Govt pulls critical movie off screen

A popular Cambodian movie has been banned by the government after showing for 11

days at a Phnom Penh cinema.

The Vimean Tip cinema was ordered to drop the movie, which was being screened

three times a day, and pull down a sign advertising it on Feb. 11.

The movie, entitled The Three Worlds (representing earth, heaven and hell),

is a comedy critical of the government and of Vietnamese in Cambodia.

Director Kiet Thao said the film had received a good response from viewers

"because our story was not about love but about the real being of our people in

this current society."

Government officials, he said, told him they believed the movie had been

supported by a political party because of its content and because it was

initially screened for free.

Kiet Thao said that at the film's first few screenings, he had let teachers,

students, journalists, policemen and soldiers to see the movie for free.

"I did that because teachers get low salaries, and students don't have much

money for tickets. Traditionally, soldiers and policemen have long been allowed

to see films free."

He allowed journalists to watch the film free to help publicize it.

Thao said he had received no political funding for the $10,000

production.

"The government should have penalized us rather than close the movie down if

we made a mistake," he said, adding that he held little hope of being allowed to

re-screen the film.

Bun Narith, spokesman for the government's Video and Film Department-which

censors films- said the movie had been stopped because Thao did not honor his

contract with the department.

He said the film producer had screened the original copy of the movie,

instead of a version cut and approved by the department.

Thao denied that, saying he had only used the original version when two

amended copies of it had been ruined.
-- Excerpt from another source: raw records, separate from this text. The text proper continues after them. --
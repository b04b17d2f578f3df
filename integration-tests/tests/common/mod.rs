use std::ops::Deref;

use anchor_lang::{AccountSerialize, AnchorSerialize, Event};
use anchor_spl::associated_token::get_associated_token_address_with_program_id;
use anchor_spl::associated_token::spl_associated_token_account::instruction::create_associated_token_account;
use anchor_spl::token::{self, spl_token};
use anchor_spl::token_2022::{self, spl_token_2022};
use base64::engine::general_purpose::STANDARD;
use base64::Engine;
use ccip_router::rmn::{CurseSubject, Curses};
use ccip_router::state::DestChain;
use derive_more::{Deref, DerefMut};
use litesvm::types::{FailedTransactionMetadata, TransactionMetadata};
use litesvm::LiteSVM;
use solana_sdk::clock::Clock;
use solana_sdk::instruction::InstructionError;
use solana_sdk::message::Message;
use solana_sdk::program_pack::Pack;
use solana_sdk::pubkey::Pubkey;
use solana_sdk::rent::Rent;
use solana_sdk::signature::Keypair;
use solana_sdk::signer::Signer;
use solana_sdk::transaction::{Transaction, TransactionError};

mod receiver_context;

const COMPUTE_UNIT_LIMIT: u32 = 400_000;
const ROUTER_BIN: &[u8] = include_bytes!("../../../target/deploy/ccip_router.so");
const RECEIVER_BIN: &[u8] = include_bytes!("../../../target/deploy/ccip_receiver.so");
const MOCK_OFFRAMP_BIN: &[u8] = include_bytes!("../../../target/deploy/mock_offramp.so");

pub type TransactionResult = Result<TransactionMetadata, Box<FailedTransactionMetadata>>;

#[derive(Deref, DerefMut)]
pub struct Context {
    #[deref]
    #[deref_mut]
    svm: LiteSVM,
    mint_authority: Keypair,
    pub token_program: Pubkey,
    pub owner: Keypair,
    pub sender: Keypair,
    pub rmn_remote: Pubkey,
    pub link_token_mint: Pubkey,
}

impl Default for Context {
    fn default() -> Self {
        let mut svm = LiteSVM::new();

        svm.add_program(ccip_router::ID, ROUTER_BIN);
        svm.add_program(ccip_receiver::ID, RECEIVER_BIN);
        svm.add_program(mock_offramp::ID, MOCK_OFFRAMP_BIN);

        let mint_authority = Keypair::new();
        let owner = Keypair::new();
        let sender = Keypair::new();

        svm.airdrop(&mint_authority.pubkey(), sol_amount(100.0))
            .unwrap();
        svm.airdrop(&owner.pubkey(), sol_amount(10.0)).unwrap();
        svm.airdrop(&sender.pubkey(), sol_amount(10.0)).unwrap();

        Self {
            svm,
            mint_authority,
            token_program: token::ID,
            owner,
            sender,
            rmn_remote: Pubkey::new_unique(),
            link_token_mint: Pubkey::new_unique(),
        }
    }
}

impl Context {
    pub fn new_with_token_2022() -> Self {
        Self {
            token_program: token_2022::ID,
            ..Default::default()
        }
    }

    pub fn now(&self) -> i64 {
        self.svm.get_sysvar::<Clock>().unix_timestamp
    }

    pub fn set_mint_account(&mut self, mint: &Pubkey) {
        let mint_account = if self.token_program == token::ID {
            let mut mint_data = [0u8; spl_token::state::Mint::LEN];
            spl_token::state::Mint::pack(
                spl_token::state::Mint {
                    decimals: 6,
                    is_initialized: true,
                    mint_authority: Some(self.mint_authority.pubkey()).into(),
                    supply: 0,
                    freeze_authority: None.into(),
                },
                &mut mint_data,
            )
            .unwrap();

            solana_sdk::account::Account {
                lamports: self
                    .get_sysvar::<Rent>()
                    .minimum_balance(spl_token::state::Mint::LEN),
                data: mint_data.to_vec(),
                owner: self.token_program,
                executable: false,
                rent_epoch: 0,
            }
        } else {
            let mut mint_data = [0u8; spl_token_2022::state::Mint::LEN];
            spl_token_2022::state::Mint::pack(
                spl_token_2022::state::Mint {
                    decimals: 6,
                    is_initialized: true,
                    mint_authority: Some(self.mint_authority.pubkey()).into(),
                    supply: 0,
                    freeze_authority: None.into(),
                },
                &mut mint_data,
            )
            .unwrap();

            solana_sdk::account::Account {
                lamports: self
                    .get_sysvar::<Rent>()
                    .minimum_balance(spl_token_2022::state::Mint::LEN),
                data: mint_data.to_vec(),
                owner: self.token_program,
                executable: false,
                rent_epoch: 0,
            }
        };

        self.set_account(*mint, mint_account).unwrap();
    }

    pub fn airdrop_token_ata(&mut self, mint: &Pubkey, recipient: &Pubkey, amount: u64) {
        let recipient_token =
            get_associated_token_address_with_program_id(recipient, mint, &self.token_program);

        let mut instructions = if self.get_account(&recipient_token).is_none() {
            vec![create_associated_token_account(
                &self.mint_authority.pubkey(),
                recipient,
                mint,
                &self.token_program,
            )]
        } else {
            vec![]
        };

        match self.token_program {
            token::ID => {
                instructions.push(
                    spl_token::instruction::mint_to(
                        &self.token_program,
                        mint,
                        &recipient_token,
                        &self.mint_authority.pubkey(),
                        &[],
                        amount,
                    )
                    .unwrap(),
                );
            }
            token_2022::ID => {
                instructions.push(
                    spl_token_2022::instruction::mint_to(
                        &self.token_program,
                        mint,
                        &recipient_token,
                        &self.mint_authority.pubkey(),
                        &[],
                        amount,
                    )
                    .unwrap(),
                );
            }
            _ => panic!("unsupported token program"),
        }

        let transaction = Transaction::new(
            &[&self.mint_authority],
            Message::new(&instructions, Some(&self.mint_authority.pubkey())),
            self.latest_blockhash(),
        );

        self.send_transaction(transaction).unwrap();
    }

    pub fn token_ata(&self, mint: &Pubkey, owner: &Pubkey) -> Pubkey {
        get_associated_token_address_with_program_id(owner, mint, &self.token_program)
    }

    pub fn token_balance(&self, pubkey: &Pubkey) -> u64 {
        self.get_account(pubkey)
            .and_then(|account| {
                if self.token_program == token::ID {
                    spl_token::state::Account::unpack(&account.data)
                        .ok()
                        .map(|acc| acc.amount)
                } else if self.token_program == token_2022::ID {
                    spl_token_2022::extension::StateWithExtensions::<spl_token_2022::state::Account>::unpack(&account.data)
                        .ok()
                        .map(|state| state.base.amount)
                } else {
                    None
                }
            })
            .unwrap_or_default()
    }

    pub fn token_balance_ata(&self, mint: &Pubkey, pubkey: &Pubkey) -> u64 {
        self.token_balance(&self.token_ata(mint, pubkey))
    }

    pub fn account<T: anchor_lang::AccountDeserialize>(&self, pubkey: &Pubkey) -> Option<T> {
        self.svm
            .get_account(pubkey)
            .and_then(|account| T::try_deserialize(&mut account.data.as_slice()).ok())
    }

    /// Overwrites a lane, e.g. to put it in a state unreachable through
    /// instructions.
    pub fn set_dest_chain(&mut self, dest_chain: &DestChain) {
        let mut data = Vec::new();
        dest_chain.try_serialize(&mut data).unwrap();

        let account = solana_sdk::account::Account {
            lamports: self.get_sysvar::<Rent>().minimum_balance(data.len()),
            data,
            owner: ccip_router::ID,
            executable: false,
            rent_epoch: 0,
        };

        self.set_account(DestChain::pda(dest_chain.chain_selector).0, account)
            .unwrap();
    }

    /// Writes the RMN remote's curse list for the configured `rmn_remote`.
    pub fn set_curses(&mut self, cursed_subjects: Vec<CurseSubject>) {
        let mut data = vec![0u8; 8];
        Curses {
            version: 1,
            cursed_subjects,
        }
        .serialize(&mut data)
        .unwrap();

        let account = solana_sdk::account::Account {
            lamports: self.get_sysvar::<Rent>().minimum_balance(data.len()),
            data,
            owner: self.rmn_remote,
            executable: false,
            rent_epoch: 0,
        };

        let curses = Curses::pda(&self.rmn_remote).0;
        self.set_account(curses, account).unwrap();
    }

    fn send_transaction(&mut self, transaction: Transaction) -> TransactionResult {
        let result = self.svm.send_transaction(transaction);
        self.expire_blockhash();
        let slot = self.svm.get_sysvar::<Clock>().slot;
        self.svm.warp_to_slot(slot + 1);

        result.map_err(Box::new)
    }
}

pub fn sol_amount(amount: f64) -> u64 {
    (amount * 1_000_000_000.0) as u64
}

pub fn contains_event<E>(expected: E) -> impl Fn(TransactionMetadata) -> bool
where
    E: Event,
{
    let expected = STANDARD.encode(expected.data());

    move |actual: TransactionMetadata| {
        actual
            .logs
            .iter()
            .any(|log| log.contains(format!("Program data: {}", expected).as_str()))
    }
}

pub fn returns_data<T>(expected: T) -> impl Fn(TransactionMetadata) -> bool
where
    T: AnchorSerialize,
{
    let expected = expected.try_to_vec().unwrap();

    move |actual: TransactionMetadata| actual.return_data.data == expected
}

pub fn is_error<T, Err>(expected: Err) -> impl Fn(T) -> bool
where
    T: Deref<Target = FailedTransactionMetadata>,
    Err: Into<u32>,
{
    let expected = expected.into();

    move |actual: T| match actual.err {
        TransactionError::InstructionError(_, InstructionError::Custom(error_code)) => {
            error_code == expected
        }
        _ => false,
    }
}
He said he had got the department's

permission to do so.

The movie is critical of corrupt government officials, the government's

performance and the state of Cambodian society.

In one scene critical of criminally accused paying off judges, a journalist,

seeing a thief being released from a court, asks: "Why is the thief the same man

[who has been] arrested before?"

"Because the judge is also the same man," the thief replies.

The film also refers to Vietnamese settlers in Cambodia and paints a picture

of them, as well as Thais, taking over the best houses.